Within the records below, find each line that holds the string "Json", then copy it.

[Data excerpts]
##########

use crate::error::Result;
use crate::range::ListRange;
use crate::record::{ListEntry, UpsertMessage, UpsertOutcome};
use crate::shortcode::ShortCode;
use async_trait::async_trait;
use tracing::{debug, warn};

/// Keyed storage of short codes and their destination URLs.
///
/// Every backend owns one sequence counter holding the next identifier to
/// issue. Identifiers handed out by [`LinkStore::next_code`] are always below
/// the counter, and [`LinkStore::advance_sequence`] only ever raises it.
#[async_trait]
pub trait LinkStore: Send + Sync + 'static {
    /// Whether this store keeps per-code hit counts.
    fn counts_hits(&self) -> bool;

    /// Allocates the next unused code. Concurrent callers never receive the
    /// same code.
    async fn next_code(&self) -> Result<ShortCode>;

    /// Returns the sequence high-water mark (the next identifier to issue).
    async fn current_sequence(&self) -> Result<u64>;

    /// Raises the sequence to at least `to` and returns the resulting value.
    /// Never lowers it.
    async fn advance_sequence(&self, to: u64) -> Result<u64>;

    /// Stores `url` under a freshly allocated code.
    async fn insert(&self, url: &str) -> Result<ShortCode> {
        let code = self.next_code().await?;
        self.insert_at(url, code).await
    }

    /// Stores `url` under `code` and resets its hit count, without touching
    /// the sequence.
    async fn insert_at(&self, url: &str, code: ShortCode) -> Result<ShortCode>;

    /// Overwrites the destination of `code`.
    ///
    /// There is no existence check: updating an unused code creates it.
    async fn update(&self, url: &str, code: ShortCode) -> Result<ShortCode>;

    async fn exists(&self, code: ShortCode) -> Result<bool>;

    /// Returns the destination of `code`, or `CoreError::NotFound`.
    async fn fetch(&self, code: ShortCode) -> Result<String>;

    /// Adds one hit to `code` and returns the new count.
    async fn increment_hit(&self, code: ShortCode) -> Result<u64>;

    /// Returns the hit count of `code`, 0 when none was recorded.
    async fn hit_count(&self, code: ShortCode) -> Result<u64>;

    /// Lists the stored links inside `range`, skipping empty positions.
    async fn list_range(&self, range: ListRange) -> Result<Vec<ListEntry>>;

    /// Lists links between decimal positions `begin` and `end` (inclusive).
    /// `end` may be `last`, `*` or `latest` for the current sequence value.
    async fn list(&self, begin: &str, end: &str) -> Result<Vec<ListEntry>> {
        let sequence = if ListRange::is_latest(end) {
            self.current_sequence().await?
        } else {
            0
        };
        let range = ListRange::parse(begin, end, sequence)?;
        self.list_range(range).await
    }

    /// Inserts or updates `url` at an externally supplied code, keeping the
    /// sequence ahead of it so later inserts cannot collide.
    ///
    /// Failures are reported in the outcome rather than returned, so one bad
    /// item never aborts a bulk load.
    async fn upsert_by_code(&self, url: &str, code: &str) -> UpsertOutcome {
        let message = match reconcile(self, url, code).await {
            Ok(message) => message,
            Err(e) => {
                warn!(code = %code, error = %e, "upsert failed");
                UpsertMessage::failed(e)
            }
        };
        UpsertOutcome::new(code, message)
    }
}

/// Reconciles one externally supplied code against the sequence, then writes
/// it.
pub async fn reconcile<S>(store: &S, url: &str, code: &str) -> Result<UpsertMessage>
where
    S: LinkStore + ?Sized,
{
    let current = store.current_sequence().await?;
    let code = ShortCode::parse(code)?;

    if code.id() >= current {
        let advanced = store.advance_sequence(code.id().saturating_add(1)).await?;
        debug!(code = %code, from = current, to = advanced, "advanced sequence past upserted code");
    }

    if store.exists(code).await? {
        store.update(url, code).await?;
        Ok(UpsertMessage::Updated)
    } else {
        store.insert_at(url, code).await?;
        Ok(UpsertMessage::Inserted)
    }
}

##########

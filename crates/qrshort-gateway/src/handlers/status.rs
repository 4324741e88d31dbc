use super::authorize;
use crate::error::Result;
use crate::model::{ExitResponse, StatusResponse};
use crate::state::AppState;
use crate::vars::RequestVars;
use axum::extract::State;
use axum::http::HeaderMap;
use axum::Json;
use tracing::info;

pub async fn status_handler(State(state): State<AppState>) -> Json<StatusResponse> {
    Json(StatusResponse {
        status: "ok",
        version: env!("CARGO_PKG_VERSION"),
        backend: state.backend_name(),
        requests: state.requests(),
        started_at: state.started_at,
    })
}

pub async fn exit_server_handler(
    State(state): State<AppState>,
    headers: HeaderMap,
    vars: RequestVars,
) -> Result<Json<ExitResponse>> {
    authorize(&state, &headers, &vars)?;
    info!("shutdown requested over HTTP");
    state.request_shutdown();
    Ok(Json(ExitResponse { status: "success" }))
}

##########

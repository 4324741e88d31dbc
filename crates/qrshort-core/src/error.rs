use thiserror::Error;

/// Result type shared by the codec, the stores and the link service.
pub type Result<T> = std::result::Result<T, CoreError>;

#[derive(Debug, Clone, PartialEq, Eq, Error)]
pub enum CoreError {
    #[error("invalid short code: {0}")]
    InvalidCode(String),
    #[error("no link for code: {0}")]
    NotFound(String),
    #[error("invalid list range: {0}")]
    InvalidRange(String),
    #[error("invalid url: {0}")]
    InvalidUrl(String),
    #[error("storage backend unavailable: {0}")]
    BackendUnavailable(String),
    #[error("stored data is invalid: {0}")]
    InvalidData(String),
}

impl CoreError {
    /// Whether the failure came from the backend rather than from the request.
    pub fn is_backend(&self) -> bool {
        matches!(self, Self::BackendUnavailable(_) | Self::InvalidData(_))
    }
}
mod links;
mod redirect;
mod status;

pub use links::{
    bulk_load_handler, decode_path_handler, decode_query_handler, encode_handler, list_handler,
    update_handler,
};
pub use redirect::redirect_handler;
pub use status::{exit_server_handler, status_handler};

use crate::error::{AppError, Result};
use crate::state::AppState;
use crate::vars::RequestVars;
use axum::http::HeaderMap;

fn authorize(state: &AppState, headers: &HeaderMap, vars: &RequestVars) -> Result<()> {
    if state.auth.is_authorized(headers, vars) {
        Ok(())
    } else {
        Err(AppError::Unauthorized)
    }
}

##########

▶ RESULT:
use axum::Json;
pub async fn status_handler(State(state): State<AppState>) -> Json<StatusResponse> {
    Json(StatusResponse {
) -> Result<Json<ExitResponse>> {
    Ok(Json(ExitResponse { status: "success" }))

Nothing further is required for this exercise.